Segment Start: SUPPLIED DATA

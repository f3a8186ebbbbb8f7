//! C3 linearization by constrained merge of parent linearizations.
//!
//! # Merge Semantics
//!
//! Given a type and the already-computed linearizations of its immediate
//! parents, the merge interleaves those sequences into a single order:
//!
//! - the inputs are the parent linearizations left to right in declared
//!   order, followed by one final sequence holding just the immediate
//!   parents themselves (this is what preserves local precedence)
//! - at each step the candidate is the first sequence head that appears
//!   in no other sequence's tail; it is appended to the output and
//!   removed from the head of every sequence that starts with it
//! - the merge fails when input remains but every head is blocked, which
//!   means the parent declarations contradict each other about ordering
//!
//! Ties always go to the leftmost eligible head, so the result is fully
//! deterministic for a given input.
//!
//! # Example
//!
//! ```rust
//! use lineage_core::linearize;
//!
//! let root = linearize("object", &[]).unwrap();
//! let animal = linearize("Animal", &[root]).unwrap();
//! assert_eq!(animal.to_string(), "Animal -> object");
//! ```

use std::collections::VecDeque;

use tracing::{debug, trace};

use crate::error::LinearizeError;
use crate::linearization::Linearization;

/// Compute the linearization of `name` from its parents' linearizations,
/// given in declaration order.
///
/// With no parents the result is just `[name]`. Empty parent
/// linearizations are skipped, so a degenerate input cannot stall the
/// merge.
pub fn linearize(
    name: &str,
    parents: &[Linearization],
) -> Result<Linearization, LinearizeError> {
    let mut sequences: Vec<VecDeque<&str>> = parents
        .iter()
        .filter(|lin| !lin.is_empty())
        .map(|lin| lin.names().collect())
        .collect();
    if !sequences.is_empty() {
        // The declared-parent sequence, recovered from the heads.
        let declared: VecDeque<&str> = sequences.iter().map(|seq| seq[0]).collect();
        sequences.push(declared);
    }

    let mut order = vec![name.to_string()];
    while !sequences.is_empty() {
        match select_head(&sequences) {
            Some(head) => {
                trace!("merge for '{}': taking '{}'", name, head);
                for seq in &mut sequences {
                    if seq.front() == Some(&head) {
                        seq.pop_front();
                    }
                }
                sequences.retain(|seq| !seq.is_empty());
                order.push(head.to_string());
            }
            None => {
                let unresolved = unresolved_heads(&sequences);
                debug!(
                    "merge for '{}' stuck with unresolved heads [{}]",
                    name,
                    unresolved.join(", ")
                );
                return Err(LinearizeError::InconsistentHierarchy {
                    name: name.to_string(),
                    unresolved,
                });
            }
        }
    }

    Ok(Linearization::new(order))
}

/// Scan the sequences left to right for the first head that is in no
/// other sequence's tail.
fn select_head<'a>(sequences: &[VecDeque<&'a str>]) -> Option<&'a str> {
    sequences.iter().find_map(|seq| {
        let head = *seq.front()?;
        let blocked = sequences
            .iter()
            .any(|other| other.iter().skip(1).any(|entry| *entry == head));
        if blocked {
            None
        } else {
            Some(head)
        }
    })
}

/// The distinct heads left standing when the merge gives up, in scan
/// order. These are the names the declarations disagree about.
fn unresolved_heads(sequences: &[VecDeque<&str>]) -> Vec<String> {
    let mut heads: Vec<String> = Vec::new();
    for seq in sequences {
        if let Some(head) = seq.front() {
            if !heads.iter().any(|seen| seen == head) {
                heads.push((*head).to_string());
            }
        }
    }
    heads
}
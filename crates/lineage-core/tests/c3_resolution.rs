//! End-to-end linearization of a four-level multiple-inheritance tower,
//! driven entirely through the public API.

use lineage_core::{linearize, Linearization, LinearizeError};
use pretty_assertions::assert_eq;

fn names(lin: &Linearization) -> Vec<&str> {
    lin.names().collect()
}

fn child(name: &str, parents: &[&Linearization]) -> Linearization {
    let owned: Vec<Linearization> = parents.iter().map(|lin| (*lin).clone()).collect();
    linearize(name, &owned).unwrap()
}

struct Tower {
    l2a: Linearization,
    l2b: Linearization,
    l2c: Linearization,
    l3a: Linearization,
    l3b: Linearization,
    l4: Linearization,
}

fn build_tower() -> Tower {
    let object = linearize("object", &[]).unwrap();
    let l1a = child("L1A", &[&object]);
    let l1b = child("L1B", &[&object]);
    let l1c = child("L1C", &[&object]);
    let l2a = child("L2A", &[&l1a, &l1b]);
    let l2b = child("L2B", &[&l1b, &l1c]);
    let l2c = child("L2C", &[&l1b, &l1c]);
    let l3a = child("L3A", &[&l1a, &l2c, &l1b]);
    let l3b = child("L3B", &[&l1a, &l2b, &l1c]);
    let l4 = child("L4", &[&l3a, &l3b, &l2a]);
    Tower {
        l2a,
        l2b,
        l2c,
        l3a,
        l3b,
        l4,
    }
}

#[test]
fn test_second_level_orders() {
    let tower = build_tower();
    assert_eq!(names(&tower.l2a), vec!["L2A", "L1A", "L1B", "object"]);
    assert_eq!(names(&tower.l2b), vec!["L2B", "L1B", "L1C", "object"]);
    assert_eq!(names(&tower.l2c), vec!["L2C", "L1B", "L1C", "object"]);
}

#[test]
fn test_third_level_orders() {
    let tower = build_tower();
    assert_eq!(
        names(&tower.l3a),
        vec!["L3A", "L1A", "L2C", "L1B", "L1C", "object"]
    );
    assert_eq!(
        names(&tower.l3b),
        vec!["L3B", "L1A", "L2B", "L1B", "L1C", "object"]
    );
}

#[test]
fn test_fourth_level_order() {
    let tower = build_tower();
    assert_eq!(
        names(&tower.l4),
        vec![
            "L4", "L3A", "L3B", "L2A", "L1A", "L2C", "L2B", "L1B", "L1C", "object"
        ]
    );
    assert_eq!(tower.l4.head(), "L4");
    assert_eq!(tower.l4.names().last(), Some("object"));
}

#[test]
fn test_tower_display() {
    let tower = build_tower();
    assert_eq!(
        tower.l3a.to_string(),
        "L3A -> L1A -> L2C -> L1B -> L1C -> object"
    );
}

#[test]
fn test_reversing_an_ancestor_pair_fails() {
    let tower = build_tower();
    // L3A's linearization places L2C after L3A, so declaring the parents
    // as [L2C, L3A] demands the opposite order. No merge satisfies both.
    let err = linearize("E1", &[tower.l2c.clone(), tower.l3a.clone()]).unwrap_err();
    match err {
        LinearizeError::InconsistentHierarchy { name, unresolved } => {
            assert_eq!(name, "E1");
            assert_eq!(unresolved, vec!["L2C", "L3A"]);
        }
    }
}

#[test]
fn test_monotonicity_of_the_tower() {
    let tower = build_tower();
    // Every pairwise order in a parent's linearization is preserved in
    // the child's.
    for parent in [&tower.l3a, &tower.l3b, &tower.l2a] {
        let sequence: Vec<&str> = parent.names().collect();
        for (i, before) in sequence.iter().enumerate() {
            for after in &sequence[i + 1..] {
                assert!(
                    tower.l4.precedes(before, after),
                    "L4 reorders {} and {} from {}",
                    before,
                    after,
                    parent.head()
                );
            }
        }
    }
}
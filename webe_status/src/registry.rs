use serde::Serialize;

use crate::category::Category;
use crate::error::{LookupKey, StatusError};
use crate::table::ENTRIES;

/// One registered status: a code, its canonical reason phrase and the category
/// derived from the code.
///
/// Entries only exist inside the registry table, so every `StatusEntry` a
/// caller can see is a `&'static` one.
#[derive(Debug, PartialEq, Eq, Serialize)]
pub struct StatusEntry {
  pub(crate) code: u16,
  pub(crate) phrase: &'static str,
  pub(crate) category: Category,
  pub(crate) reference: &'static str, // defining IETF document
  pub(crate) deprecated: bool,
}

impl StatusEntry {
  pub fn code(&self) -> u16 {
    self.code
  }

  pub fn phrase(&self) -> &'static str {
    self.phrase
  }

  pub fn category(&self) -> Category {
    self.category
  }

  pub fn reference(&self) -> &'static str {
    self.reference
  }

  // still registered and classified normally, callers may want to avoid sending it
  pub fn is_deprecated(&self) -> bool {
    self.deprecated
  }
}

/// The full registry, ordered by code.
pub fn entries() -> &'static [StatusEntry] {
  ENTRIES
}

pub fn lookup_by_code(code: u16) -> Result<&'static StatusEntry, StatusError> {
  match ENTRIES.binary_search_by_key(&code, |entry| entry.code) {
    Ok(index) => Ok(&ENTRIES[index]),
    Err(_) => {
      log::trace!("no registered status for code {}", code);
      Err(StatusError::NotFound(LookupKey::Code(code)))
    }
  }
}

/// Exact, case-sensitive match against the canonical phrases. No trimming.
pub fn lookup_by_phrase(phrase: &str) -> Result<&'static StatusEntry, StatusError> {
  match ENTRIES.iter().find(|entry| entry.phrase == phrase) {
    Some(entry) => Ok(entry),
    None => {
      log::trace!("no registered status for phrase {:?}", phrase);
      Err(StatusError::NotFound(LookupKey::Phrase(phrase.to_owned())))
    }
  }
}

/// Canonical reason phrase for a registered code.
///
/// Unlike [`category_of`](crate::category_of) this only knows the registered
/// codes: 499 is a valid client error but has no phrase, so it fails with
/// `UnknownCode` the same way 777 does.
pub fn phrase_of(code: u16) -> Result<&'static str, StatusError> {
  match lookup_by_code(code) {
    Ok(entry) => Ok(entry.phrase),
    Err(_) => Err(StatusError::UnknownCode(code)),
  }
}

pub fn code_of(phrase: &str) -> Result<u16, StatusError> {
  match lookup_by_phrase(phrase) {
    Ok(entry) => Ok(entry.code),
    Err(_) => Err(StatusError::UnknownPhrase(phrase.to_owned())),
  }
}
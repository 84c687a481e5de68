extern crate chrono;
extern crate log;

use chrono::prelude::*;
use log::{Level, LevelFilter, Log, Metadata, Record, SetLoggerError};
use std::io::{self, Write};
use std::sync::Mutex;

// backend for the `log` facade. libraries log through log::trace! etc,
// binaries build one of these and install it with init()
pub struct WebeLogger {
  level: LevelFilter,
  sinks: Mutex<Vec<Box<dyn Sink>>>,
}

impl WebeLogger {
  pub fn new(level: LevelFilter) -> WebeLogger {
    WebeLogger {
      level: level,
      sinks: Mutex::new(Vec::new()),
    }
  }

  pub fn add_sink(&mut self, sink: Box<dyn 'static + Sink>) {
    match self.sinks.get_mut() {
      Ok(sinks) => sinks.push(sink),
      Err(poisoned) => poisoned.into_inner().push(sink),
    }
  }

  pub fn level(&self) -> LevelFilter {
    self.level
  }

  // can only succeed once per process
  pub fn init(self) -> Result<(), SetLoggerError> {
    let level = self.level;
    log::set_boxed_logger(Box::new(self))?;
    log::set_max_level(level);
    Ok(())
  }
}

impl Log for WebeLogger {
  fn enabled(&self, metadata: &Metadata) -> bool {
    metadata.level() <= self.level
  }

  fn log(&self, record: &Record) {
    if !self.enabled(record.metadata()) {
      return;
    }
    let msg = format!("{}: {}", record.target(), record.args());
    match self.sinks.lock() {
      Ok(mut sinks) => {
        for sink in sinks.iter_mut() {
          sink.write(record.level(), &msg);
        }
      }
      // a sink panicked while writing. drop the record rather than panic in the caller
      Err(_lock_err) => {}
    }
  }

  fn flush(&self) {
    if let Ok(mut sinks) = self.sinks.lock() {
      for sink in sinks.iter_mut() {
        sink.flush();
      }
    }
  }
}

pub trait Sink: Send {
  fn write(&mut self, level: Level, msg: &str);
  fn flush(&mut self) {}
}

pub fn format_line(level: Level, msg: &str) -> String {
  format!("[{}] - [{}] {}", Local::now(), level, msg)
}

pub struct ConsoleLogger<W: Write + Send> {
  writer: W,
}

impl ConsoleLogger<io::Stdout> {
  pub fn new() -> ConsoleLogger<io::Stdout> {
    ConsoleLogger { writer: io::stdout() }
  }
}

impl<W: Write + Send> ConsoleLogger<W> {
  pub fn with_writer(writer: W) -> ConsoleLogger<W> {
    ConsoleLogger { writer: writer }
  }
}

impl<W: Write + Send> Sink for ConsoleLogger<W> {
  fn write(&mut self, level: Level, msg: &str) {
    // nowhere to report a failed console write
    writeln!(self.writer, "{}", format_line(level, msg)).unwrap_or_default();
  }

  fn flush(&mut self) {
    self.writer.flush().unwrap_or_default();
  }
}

Segment End: SUPPLIED DATA

> [ASSIGNMENT]: Which of the lines above contain "LinearizeError"? Return them all.

> [OUTPUT]:
use crate::error::LinearizeError;
) -> Result<Linearization, LinearizeError> {
                return Err(LinearizeError::InconsistentHierarchy {
use lineage_core::{linearize, Linearization, LinearizeError};
        LinearizeError::InconsistentHierarchy { name, unresolved } => {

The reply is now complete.